- [Your objective]: Copy out each line of the data below in which the string "tracing" appears.

(Stored records)
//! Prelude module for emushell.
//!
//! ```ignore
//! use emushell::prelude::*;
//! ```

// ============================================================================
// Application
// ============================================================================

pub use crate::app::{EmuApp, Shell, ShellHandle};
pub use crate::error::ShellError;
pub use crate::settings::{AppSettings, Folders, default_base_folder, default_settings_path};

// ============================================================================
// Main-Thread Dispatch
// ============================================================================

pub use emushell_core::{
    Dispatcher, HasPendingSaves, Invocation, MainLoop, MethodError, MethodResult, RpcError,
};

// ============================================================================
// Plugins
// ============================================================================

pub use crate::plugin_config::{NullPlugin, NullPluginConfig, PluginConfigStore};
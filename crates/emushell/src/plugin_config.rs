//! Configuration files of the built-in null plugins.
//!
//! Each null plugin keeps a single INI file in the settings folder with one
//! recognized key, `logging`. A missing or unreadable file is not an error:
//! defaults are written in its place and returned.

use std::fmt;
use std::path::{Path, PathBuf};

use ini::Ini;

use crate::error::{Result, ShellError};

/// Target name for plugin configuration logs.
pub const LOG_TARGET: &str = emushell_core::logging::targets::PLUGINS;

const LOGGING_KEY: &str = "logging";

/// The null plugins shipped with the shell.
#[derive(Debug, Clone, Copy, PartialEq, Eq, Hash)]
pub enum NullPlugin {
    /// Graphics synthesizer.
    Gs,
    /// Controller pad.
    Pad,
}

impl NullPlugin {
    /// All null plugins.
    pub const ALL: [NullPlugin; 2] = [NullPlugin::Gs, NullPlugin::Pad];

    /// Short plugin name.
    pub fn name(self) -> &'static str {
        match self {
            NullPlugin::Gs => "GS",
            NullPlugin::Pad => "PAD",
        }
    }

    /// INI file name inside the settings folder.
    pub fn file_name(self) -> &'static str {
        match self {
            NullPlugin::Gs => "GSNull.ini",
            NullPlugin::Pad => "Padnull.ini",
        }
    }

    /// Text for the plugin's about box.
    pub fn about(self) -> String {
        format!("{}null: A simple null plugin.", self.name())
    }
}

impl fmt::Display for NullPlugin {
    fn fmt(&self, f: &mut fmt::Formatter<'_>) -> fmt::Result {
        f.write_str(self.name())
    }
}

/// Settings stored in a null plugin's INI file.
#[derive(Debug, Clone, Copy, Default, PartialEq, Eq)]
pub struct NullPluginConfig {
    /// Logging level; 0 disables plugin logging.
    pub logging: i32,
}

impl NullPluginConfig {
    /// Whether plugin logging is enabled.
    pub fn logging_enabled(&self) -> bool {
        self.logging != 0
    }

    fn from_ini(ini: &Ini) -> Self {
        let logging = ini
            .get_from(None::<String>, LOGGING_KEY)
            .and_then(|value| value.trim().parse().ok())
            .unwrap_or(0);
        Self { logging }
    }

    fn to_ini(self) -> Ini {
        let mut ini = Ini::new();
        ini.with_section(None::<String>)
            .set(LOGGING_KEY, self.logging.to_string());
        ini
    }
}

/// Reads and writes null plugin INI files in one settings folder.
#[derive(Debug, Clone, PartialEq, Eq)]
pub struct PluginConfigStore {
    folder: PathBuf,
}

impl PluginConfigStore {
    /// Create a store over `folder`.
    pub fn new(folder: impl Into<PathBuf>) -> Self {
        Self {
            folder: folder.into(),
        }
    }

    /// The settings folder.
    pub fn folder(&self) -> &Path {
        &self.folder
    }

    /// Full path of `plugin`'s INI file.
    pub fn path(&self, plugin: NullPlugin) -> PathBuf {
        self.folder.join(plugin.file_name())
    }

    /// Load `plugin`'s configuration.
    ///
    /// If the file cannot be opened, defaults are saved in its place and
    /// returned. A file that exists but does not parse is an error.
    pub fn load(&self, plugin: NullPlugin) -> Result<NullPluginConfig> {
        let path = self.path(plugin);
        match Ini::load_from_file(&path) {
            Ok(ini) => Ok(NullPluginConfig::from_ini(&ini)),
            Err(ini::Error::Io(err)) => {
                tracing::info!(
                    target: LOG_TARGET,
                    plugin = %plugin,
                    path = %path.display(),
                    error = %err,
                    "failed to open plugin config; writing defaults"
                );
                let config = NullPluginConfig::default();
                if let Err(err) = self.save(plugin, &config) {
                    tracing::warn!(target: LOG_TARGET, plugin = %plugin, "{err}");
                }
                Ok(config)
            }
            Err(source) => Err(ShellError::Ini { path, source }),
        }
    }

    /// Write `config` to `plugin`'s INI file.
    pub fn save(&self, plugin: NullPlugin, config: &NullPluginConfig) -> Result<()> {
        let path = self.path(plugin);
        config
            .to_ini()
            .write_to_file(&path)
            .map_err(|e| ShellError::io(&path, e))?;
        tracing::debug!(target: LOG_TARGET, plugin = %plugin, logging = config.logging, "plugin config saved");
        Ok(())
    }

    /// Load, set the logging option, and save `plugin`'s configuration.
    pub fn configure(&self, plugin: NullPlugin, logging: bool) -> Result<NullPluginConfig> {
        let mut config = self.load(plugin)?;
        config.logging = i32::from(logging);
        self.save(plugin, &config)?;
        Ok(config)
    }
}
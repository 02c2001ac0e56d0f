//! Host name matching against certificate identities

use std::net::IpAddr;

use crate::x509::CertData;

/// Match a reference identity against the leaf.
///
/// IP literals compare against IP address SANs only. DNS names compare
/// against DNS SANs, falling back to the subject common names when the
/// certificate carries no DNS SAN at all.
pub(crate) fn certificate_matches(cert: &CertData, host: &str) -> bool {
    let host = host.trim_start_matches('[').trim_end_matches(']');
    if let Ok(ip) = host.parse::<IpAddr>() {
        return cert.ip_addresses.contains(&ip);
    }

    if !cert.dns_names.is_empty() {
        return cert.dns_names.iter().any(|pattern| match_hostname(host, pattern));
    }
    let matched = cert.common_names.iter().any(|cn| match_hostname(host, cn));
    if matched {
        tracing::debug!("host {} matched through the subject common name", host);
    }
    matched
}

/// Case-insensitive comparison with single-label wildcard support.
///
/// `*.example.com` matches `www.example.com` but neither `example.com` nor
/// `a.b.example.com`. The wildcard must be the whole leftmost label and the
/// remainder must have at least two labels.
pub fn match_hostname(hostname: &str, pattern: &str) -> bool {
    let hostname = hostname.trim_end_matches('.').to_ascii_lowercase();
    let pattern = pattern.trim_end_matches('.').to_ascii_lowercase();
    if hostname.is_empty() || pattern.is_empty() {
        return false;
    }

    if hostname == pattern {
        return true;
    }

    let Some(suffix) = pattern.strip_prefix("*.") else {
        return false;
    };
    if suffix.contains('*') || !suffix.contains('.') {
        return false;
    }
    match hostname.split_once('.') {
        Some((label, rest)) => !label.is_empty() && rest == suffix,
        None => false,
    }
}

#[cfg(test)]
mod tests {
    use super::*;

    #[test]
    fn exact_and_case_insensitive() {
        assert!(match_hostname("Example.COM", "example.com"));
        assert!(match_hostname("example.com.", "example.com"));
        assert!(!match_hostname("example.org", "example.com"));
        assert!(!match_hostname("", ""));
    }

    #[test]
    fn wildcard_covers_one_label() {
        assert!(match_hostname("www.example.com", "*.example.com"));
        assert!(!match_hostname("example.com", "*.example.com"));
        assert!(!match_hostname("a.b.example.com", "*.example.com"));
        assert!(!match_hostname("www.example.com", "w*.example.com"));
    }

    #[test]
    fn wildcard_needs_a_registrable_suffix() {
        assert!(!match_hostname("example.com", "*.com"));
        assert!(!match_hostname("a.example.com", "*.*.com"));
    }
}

- [Your response]:
                tracing::info!(
                    tracing::warn!(target: LOG_TARGET, plugin = %plugin, "{err}");
        tracing::debug!(target: LOG_TARGET, plugin = %plugin, logging = config.logging, "plugin config saved");
        tracing::debug!("host {} matched through the subject common name", host);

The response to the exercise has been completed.